Mancozeb induces nephrotoxicity by impairing the oxidative phosphorylation pathway: A transcriptome study.

ABSTRACT

This study analyzed the mechanism underlying mancozeb (MCZ)-induced kidney injury by detecting kidney function indicators, combined with transcriptome and metabolome sequencing. Twenty mice were randomly assigned into two groups (control and MCZ groups) to explore the MCZ-induced kidney toxicity. The control group was gavaged with 0.2 mL of deionized water, and the MCZ group with 0.2 mL of 100 mg/kg MCZ for 30 days. The kidney structure of the MCZ group was damaged, with slight hyaline degeneration in the kidney tubular epithelial envelope. The creatinine (CRE) and uric acid (UA) were significantly increased in the MCZ group than in the control group. Moreover, the reactive oxygen species (ROS) significantly accumulated in the MCZ group kidneys. Compared to the control group, superoxide dismutase (SOD) and glutathione peroxidase (GSH-PX) were significantly decreased in the MCZ group, while the MDA content was substantially increased.

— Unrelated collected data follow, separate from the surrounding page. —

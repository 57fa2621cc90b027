//! Testing utilities for SwipeDeck
//!
//! [`FrameDriver`] owns a headless runtime and advances it in fixed frame
//! steps, so animation tests are deterministic and never sleep.

mod frame_driver;

pub use frame_driver::{FrameDriver, IdleTimeout};

pub mod prelude {
    pub use crate::frame_driver::{FrameDriver, IdleTimeout};
}
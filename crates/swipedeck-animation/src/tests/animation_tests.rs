use super::*;

use std::cell::RefCell;
use std::rc::Rc;
use swipedeck_testing::FrameDriver;

fn record_end(log: &Rc<RefCell<Vec<AnimationEnd>>>) -> impl FnOnce(AnimationEnd) + 'static {
    let log = Rc::clone(log);
    move |end| log.borrow_mut().push(end)
}

#[test]
fn tween_interpolates_over_time() {
    let mut driver = FrameDriver::new();
    let alpha = Animatable::new(0.0f32, driver.handle());
    let state = alpha.state();

    alpha.animate_to(1.0, AnimationType::Tween(AnimationSpec::linear(100)));
    assert_eq!(state.get(), 0.0);
    assert!(alpha.is_running());

    let mut samples = Vec::new();
    while !driver.is_idle() {
        driver.advance_frame();
        samples.push(state.get());
    }

    assert!(
        samples.iter().any(|value| *value > 0.0 && *value < 1.0),
        "animation should report intermediate values: {samples:?}"
    );
    assert!(samples.windows(2).all(|pair| pair[1] >= pair[0]));
    assert_eq!(alpha.value(), 1.0);
    assert!(!alpha.is_running());
}

#[test]
fn tween_respects_delay() {
    let mut driver = FrameDriver::new();
    let value = Animatable::new(0.0f32, driver.handle());

    value.animate_to(
        10.0,
        AnimationType::Tween(AnimationSpec::linear(50).with_delay(100)),
    );
    driver.advance_millis(90);
    assert_eq!(value.value(), 0.0);

    driver.run_until_idle().expect("tween settles");
    assert_eq!(value.value(), 10.0);
}

#[test]
fn spring_settles_exactly_on_target() {
    let mut driver = FrameDriver::new();
    let offset = Animatable::new(-200.0f32, driver.handle());
    let ends = Rc::new(RefCell::new(Vec::new()));

    offset.animate_to_then(
        -480.0,
        AnimationType::Spring(SpringSpec::default()),
        record_end(&ends),
    );
    let frames = driver.run_until_idle().expect("spring settles");

    assert!(frames > 2, "spring should take several frames, took {frames}");
    assert_eq!(offset.value(), -480.0);
    assert_eq!(ends.borrow().as_slice(), &[AnimationEnd::Finished]);
}

#[test]
fn stiff_and_bouncy_springs_converge() {
    for spec in [SpringSpec::stiff(), SpringSpec::bouncy()] {
        let mut driver = FrameDriver::new();
        let scale = Animatable::new(1.0f32, driver.handle());
        scale.animate_to(0.95, AnimationType::Spring(spec));
        driver.run_until_idle().expect("spring settles");
        assert_eq!(scale.value(), 0.95, "{spec:?}");
    }
}

#[test]
fn critically_damped_spring_does_not_overshoot() {
    let mut driver = FrameDriver::new();
    let offset = Animatable::new(-100.0f32, driver.handle());
    offset.animate_to(0.0, AnimationType::Spring(SpringSpec::default()));

    while !driver.is_idle() {
        driver.advance_frame();
        assert!(offset.value() <= 0.0, "overshot to {}", offset.value());
    }
}

#[test]
fn long_fractional_travels_settle_on_target() {
    let cases = [
        (-354.733f32, -921.6f32),
        (1_000.25, 2_304.0),
        (-4_500.125, -4_608.0),
        (-12_345.678, -24_000.0),
    ];
    for (start, target) in cases {
        let mut driver = FrameDriver::new();
        let offset = Animatable::new(start, driver.handle());
        let ends = Rc::new(RefCell::new(Vec::new()));

        offset.animate_to_then(
            target,
            AnimationType::Spring(SpringSpec::default()),
            record_end(&ends),
        );
        driver
            .run_until_idle()
            .unwrap_or_else(|err| panic!("{start} -> {target}: {err}"));

        assert_eq!(offset.value(), target);
        assert_eq!(ends.borrow().as_slice(), &[AnimationEnd::Finished]);
    }
}

#[test]
fn overdamped_spring_settles() {
    let mut driver = FrameDriver::new();
    let offset = Animatable::new(-300.0f32, driver.handle());
    let spec = SpringSpec {
        damping_ratio: 10.0,
        ..SpringSpec::default()
    };

    offset.animate_to(-4_608.0, AnimationType::Spring(spec));
    driver
        .run_until_idle_within(1_000)
        .expect("overdamped spring settles");

    assert_eq!(offset.value(), -4_608.0);
}

#[test]
fn new_animation_interrupts_previous_one() {
    let mut driver = FrameDriver::new();
    let value = Animatable::new(0.0f32, driver.handle());
    let first = Rc::new(RefCell::new(Vec::new()));
    let second = Rc::new(RefCell::new(Vec::new()));

    value.animate_to_then(
        100.0,
        AnimationType::Tween(AnimationSpec::linear(200)),
        record_end(&first),
    );
    let first_generation = value.generation();
    driver.advance_frames(3);

    value.animate_to_then(
        -50.0,
        AnimationType::Spring(SpringSpec::default()),
        record_end(&second),
    );
    assert_ne!(value.generation(), first_generation);
    assert_eq!(first.borrow().as_slice(), &[AnimationEnd::Interrupted]);

    driver.run_until_idle().expect("second animation settles");
    assert_eq!(value.value(), -50.0);
    assert_eq!(first.borrow().len(), 1, "callback fires exactly once");
    assert_eq!(second.borrow().as_slice(), &[AnimationEnd::Finished]);
}

#[test]
fn snap_interrupts_and_cancels_frames() {
    let mut driver = FrameDriver::new();
    let value = Animatable::new(0.0f32, driver.handle());
    let ends = Rc::new(RefCell::new(Vec::new()));

    value.animate_to_then(
        1.0,
        AnimationType::Spring(SpringSpec::default()),
        record_end(&ends),
    );
    driver.advance_frame();
    value.snap_to(0.25);

    assert!(driver.is_idle(), "snap cancels the pending frame");
    assert_eq!(value.value(), 0.25);
    assert_eq!(value.target(), 0.25);
    assert_eq!(ends.borrow().as_slice(), &[AnimationEnd::Interrupted]);
    assert!(!value.is_running());
}

#[test]
fn completion_callback_may_restart_the_channel() {
    let mut driver = FrameDriver::new();
    let value = Animatable::new(0.0f32, driver.handle());

    {
        let chained = value.clone();
        value.animate_to_then(
            1.0,
            AnimationType::Tween(AnimationSpec::linear(32)),
            move |end| {
                if end.is_finished() {
                    chained.animate_to(2.0, AnimationType::Tween(AnimationSpec::linear(32)));
                }
            },
        );
    }
    driver.run_until_idle().expect("chain settles");

    assert_eq!(value.value(), 2.0);
}

#[test]
fn animating_to_current_value_finishes_quickly() {
    let mut driver = FrameDriver::new();
    let scale = Animatable::new(1.0f32, driver.handle());
    let ends = Rc::new(RefCell::new(Vec::new()));

    scale.animate_to_then(
        1.0,
        AnimationType::Spring(SpringSpec::default()),
        record_end(&ends),
    );
    let frames = driver.run_until_idle().expect("settles");

    assert!(frames <= 2);
    assert_eq!(ends.borrow().as_slice(), &[AnimationEnd::Finished]);
}

#[test]
fn easing_linear_is_identity() {
    assert_eq!(Easing::Linear.transform(0.0), 0.0);
    assert_eq!(Easing::Linear.transform(0.5), 0.5);
    assert_eq!(Easing::Linear.transform(1.0), 1.0);
}

#[test]
fn easing_bounds_are_correct() {
    let easings = [
        Easing::Linear,
        Easing::EaseIn,
        Easing::EaseOut,
        Easing::EaseInOut,
        Easing::FastOutSlowIn,
        Easing::LinearOutSlowIn,
        Easing::FastOutLinear,
        Easing::MirroredEaseIn,
    ];

    for easing in easings {
        assert!(easing.transform(0.0).abs() < 0.01, "start of {easing:?}");
        assert!((easing.transform(1.0) - 1.0).abs() < 0.01, "end of {easing:?}");
    }
}

#[test]
fn ease_in_out_is_symmetric_at_midpoint() {
    assert!((Easing::EaseInOut.transform(0.5) - 0.5).abs() < 0.01);
    assert!(Easing::EaseInOut.transform(0.25) < 0.25);
}

#[test]
fn mirrored_ease_in_is_point_symmetric() {
    let easing = Easing::MirroredEaseIn;
    assert_eq!(easing.transform(0.5), 0.5);
    assert!((easing.transform(0.25) - Easing::EaseIn.transform(0.5) / 2.0).abs() < 1e-6);
    for fraction in [0.1f32, 0.2, 0.3, 0.4] {
        let sum = easing.transform(fraction) + easing.transform(1.0 - fraction);
        assert!((sum - 1.0).abs() < 1e-4, "{fraction}: {sum}");
    }
}

#[test]
fn animation_spec_default_has_reasonable_values() {
    let spec = AnimationSpec::default();
    assert_eq!(spec.duration_millis, 300);
    assert_eq!(spec.easing, Easing::FastOutSlowIn);
    assert_eq!(spec.delay_millis, 0);
}

#[test]
fn spring_spec_presets() {
    assert_eq!(SpringSpec::default().damping_ratio, 1.0);
    assert!(SpringSpec::bouncy().damping_ratio < 1.0);
    assert!(SpringSpec::stiff().stiffness > SpringSpec::default().stiffness);
    assert!(SpringSpec::default().is_valid());
    let broken = SpringSpec {
        stiffness: 0.0,
        ..SpringSpec::default()
    };
    assert!(!broken.is_valid());
    let undamped = SpringSpec {
        damping_ratio: 0.0,
        ..SpringSpec::default()
    };
    assert!(!undamped.is_valid());
}
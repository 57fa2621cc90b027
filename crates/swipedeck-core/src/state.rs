//! Observable single-threaded state cells.
//!
//! A [`MutableState`] is the writable side; [`State`] is a read-only view
//! handed to renderers. Every write bumps a version counter and requests a
//! frame, so a renderer can poll `version()` instead of subscribing.

use std::cell::{Cell, RefCell};
use std::fmt;
use std::rc::Rc;

use crate::runtime::RuntimeHandle;

struct StateCell<T> {
    value: RefCell<T>,
    version: Cell<u64>,
    runtime: RuntimeHandle,
}

pub struct MutableState<T> {
    inner: Rc<StateCell<T>>,
}

impl<T> Clone for MutableState<T> {
    fn clone(&self) -> Self {
        Self {
            inner: Rc::clone(&self.inner),
        }
    }
}

impl<T> MutableState<T> {
    pub fn with_runtime(value: T, runtime: RuntimeHandle) -> Self {
        Self {
            inner: Rc::new(StateCell {
                value: RefCell::new(value),
                version: Cell::new(0),
                runtime,
            }),
        }
    }

    pub fn set_value(&self, value: T) {
        self.inner.runtime.assert_ui_thread();
        *self.inner.value.borrow_mut() = value;
        self.bump();
    }

    /// Mutates the value in place and publishes the change.
    pub fn update<R>(&self, f: impl FnOnce(&mut T) -> R) -> R {
        self.inner.runtime.assert_ui_thread();
        let result = f(&mut *self.inner.value.borrow_mut());
        self.bump();
        result
    }

    pub fn with<R>(&self, f: impl FnOnce(&T) -> R) -> R {
        f(&*self.inner.value.borrow())
    }

    pub fn version(&self) -> u64 {
        self.inner.version.get()
    }

    pub fn as_state(&self) -> State<T> {
        State {
            inner: Rc::clone(&self.inner),
        }
    }

    fn bump(&self) {
        self.inner.version.set(self.inner.version.get() + 1);
        self.inner.runtime.request_frame();
    }
}

impl<T: Clone> MutableState<T> {
    pub fn value(&self) -> T {
        self.inner.value.borrow().clone()
    }
}

impl<T: fmt::Debug> fmt::Debug for MutableState<T> {
    fn fmt(&self, f: &mut fmt::Formatter<'_>) -> fmt::Result {
        f.debug_struct("MutableState")
            .field("value", &*self.inner.value.borrow())
            .field("version", &self.inner.version.get())
            .finish()
    }
}

/// Read-only view of a [`MutableState`].
pub struct State<T> {
    inner: Rc<StateCell<T>>,
}

impl<T> Clone for State<T> {
    fn clone(&self) -> Self {
        Self {
            inner: Rc::clone(&self.inner),
        }
    }
}

impl<T> State<T> {
    pub fn with<R>(&self, f: impl FnOnce(&T) -> R) -> R {
        f(&*self.inner.value.borrow())
    }

    pub fn version(&self) -> u64 {
        self.inner.version.get()
    }
}

impl<T: Clone> State<T> {
    pub fn get(&self) -> T {
        self.inner.value.borrow().clone()
    }
}

impl<T: fmt::Debug> fmt::Debug for State<T> {
    fn fmt(&self, f: &mut fmt::Formatter<'_>) -> fmt::Result {
        f.debug_tuple("State")
            .field(&*self.inner.value.borrow())
            .finish()
    }
}
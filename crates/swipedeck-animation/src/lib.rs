//! Animation system for SwipeDeck
//!
//! Provides time-based animations with easing curves, spring physics, and
//! piecewise-linear interpolation of animated values.

mod animation;
mod interpolation;

pub use animation::{
    Animatable, AnimationEnd, AnimationSpec, AnimationType, Easing, Lerp, SpringScalar,
    SpringSpec, WeakAnimatable,
};
pub use interpolation::{Extrapolate, Interpolation, InterpolationError};

#[cfg(test)]
#[path = "tests/interpolation_tests.rs"]
mod interpolation_tests;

The differentially expressed genes (DEGs) in the MCZ group were mainly enriched in the oxidative phosphorylation pathway. Besides, in the MCZ group, ndufs1 and ndufab1 genes were significantly up-regulated, while cox5b, ndufa5, and ndufa6 genes were significantly down-regulated, consistent with the PCR verification results. The metabolomic analysis identified cGMP-PKG signaling pathway of MCZ-induced nephrotoxicity, with Guanosine monophosphate and Adenosine 5'-monophosphate as the main altered metabolites. These results indicated that MCZ impairs the mice kidneys by obstructing the oxidative phosphorylation pathway, which increases oxidative stress in the kidneys, resulting in kidney injury.